=== Begin Enclosure ===
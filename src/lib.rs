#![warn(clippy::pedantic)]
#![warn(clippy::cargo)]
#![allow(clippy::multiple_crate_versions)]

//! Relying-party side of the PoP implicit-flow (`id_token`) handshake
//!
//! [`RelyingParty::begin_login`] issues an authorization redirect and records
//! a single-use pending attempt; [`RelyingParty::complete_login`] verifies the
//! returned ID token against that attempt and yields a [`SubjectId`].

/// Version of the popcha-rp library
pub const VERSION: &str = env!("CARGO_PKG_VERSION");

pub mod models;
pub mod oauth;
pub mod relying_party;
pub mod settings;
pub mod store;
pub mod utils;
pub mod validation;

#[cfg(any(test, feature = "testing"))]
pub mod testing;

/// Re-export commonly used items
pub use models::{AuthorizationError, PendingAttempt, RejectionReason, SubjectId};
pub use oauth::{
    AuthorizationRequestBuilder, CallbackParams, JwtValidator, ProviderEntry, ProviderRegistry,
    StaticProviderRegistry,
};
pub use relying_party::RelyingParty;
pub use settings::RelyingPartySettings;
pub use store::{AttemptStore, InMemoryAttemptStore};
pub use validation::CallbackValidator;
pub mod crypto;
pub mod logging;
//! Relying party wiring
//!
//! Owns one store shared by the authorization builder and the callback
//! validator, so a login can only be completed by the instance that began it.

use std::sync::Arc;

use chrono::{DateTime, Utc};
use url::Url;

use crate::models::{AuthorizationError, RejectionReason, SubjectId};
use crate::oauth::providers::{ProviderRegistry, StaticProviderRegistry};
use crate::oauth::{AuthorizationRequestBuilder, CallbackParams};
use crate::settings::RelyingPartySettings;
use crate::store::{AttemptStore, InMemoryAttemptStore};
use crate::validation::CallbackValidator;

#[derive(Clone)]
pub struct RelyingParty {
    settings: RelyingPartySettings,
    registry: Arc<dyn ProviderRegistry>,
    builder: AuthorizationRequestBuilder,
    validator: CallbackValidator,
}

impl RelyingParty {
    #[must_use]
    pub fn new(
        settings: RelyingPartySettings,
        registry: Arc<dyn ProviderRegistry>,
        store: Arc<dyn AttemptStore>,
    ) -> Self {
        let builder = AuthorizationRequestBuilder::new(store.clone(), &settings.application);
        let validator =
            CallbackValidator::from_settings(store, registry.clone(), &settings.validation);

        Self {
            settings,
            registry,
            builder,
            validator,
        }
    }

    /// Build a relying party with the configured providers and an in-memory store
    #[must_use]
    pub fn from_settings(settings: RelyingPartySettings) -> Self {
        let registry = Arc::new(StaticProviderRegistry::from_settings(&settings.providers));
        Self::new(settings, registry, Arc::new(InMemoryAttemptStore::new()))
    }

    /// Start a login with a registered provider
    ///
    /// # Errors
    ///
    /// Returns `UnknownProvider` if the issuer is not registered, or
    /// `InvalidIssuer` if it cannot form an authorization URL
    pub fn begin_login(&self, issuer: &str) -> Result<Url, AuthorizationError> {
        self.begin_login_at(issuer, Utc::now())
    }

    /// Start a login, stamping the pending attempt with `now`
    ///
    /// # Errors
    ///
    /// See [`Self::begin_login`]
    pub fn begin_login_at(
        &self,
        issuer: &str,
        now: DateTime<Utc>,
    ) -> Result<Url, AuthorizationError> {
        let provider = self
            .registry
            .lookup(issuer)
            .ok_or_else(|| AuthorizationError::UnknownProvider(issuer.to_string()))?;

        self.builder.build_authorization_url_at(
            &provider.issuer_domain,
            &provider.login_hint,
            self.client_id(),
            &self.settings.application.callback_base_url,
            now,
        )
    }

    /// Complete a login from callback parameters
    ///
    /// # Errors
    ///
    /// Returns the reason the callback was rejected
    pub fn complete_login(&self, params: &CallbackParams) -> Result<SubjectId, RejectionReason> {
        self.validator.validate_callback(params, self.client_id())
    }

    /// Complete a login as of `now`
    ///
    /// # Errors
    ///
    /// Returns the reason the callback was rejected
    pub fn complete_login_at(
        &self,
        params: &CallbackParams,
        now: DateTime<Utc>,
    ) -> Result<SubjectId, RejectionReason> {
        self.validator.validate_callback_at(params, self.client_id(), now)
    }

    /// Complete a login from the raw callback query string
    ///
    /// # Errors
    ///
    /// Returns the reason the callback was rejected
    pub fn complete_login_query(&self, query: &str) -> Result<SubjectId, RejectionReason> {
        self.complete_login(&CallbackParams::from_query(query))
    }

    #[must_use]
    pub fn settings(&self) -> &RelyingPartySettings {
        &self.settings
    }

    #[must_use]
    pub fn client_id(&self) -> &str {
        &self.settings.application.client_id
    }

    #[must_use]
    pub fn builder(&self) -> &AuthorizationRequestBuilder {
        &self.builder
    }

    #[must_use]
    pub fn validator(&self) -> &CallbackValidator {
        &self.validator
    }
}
=== End Enclosure ===
(Work instruction):
Every line that holds the word "validation" should be copied from the records.

(Answer space):
pub mod validation;
pub use validation::CallbackValidator;
use crate::validation::CallbackValidator;
            CallbackValidator::from_settings(store, registry.clone(), &settings.validation);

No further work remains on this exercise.